Activity
Scan the records for lines holding "based". Say how many there are and give nothing else.

Saved entries
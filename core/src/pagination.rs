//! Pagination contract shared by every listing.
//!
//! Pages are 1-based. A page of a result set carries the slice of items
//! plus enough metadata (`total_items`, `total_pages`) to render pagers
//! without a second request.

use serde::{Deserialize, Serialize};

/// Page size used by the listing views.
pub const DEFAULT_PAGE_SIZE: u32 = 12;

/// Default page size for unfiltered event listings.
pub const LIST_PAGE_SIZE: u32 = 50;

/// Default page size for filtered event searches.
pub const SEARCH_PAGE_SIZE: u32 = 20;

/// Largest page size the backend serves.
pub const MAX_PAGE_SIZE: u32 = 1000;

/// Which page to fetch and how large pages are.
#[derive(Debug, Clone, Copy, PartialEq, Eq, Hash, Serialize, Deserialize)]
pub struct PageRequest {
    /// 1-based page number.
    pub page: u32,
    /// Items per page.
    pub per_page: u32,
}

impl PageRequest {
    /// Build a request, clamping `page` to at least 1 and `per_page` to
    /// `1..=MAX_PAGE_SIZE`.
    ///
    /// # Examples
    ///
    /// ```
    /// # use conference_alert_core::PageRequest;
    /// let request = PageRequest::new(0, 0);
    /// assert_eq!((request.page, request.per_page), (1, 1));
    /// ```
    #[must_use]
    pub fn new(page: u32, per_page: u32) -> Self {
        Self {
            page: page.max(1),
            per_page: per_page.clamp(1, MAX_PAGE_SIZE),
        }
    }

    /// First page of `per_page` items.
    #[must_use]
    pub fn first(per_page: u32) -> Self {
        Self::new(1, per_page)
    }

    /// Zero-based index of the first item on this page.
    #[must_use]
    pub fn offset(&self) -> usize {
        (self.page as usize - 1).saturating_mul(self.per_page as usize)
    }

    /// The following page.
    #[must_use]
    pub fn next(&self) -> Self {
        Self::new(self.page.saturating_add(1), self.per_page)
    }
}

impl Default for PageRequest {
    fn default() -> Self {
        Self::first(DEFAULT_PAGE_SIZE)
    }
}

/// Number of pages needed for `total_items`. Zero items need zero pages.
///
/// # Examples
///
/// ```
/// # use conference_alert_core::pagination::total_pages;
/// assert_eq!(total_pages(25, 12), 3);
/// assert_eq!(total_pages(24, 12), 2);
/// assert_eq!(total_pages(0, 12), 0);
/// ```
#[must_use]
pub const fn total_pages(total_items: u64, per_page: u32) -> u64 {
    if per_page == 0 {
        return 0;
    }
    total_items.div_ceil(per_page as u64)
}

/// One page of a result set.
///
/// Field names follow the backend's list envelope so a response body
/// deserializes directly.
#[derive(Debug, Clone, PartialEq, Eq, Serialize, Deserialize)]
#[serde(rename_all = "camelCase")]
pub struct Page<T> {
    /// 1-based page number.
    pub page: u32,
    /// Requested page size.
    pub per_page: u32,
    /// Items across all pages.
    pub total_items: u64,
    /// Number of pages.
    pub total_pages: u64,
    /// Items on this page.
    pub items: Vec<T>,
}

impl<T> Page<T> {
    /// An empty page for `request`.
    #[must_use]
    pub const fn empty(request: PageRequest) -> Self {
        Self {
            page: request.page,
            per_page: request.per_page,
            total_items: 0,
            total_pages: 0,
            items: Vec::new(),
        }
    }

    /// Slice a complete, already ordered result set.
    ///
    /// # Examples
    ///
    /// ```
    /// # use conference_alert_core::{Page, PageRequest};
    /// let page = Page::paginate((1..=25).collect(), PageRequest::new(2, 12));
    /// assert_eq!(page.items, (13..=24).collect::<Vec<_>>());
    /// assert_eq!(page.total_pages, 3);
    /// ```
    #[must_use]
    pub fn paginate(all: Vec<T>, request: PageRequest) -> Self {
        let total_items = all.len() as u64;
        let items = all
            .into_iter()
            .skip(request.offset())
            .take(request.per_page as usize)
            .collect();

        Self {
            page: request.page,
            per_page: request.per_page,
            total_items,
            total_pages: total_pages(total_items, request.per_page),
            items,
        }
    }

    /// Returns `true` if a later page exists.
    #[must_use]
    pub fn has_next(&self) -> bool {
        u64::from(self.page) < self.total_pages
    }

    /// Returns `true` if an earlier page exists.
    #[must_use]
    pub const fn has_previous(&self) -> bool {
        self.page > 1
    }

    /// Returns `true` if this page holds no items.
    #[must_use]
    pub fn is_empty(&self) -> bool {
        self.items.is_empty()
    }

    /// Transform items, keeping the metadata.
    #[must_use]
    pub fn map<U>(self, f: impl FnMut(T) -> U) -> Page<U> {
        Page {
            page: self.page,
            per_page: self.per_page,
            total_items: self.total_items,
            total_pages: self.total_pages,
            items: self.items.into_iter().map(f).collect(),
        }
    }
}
...
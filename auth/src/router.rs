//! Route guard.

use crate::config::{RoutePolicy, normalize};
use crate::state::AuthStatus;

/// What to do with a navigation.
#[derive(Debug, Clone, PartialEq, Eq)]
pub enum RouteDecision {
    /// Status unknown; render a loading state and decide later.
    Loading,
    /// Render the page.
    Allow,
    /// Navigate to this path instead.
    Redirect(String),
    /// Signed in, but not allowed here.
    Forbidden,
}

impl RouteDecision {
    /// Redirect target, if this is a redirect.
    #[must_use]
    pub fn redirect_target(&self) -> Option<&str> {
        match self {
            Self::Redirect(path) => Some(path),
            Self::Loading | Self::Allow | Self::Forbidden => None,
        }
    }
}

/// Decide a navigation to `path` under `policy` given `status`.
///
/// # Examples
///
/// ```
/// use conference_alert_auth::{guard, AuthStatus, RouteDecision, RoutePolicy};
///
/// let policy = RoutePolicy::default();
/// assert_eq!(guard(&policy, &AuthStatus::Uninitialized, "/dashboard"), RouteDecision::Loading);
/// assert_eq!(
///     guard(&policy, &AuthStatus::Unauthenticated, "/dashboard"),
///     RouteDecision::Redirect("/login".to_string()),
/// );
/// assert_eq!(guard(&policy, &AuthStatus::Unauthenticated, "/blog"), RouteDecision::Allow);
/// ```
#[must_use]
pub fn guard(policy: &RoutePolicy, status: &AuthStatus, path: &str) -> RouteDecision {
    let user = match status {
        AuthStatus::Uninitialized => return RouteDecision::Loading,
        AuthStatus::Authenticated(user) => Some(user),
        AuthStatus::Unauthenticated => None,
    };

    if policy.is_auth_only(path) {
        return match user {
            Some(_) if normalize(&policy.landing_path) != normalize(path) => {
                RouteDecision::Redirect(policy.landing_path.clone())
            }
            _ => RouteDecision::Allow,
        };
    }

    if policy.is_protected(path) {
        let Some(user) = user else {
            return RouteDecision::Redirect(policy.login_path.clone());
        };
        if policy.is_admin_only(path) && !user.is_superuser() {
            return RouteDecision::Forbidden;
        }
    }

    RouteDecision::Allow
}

Result
4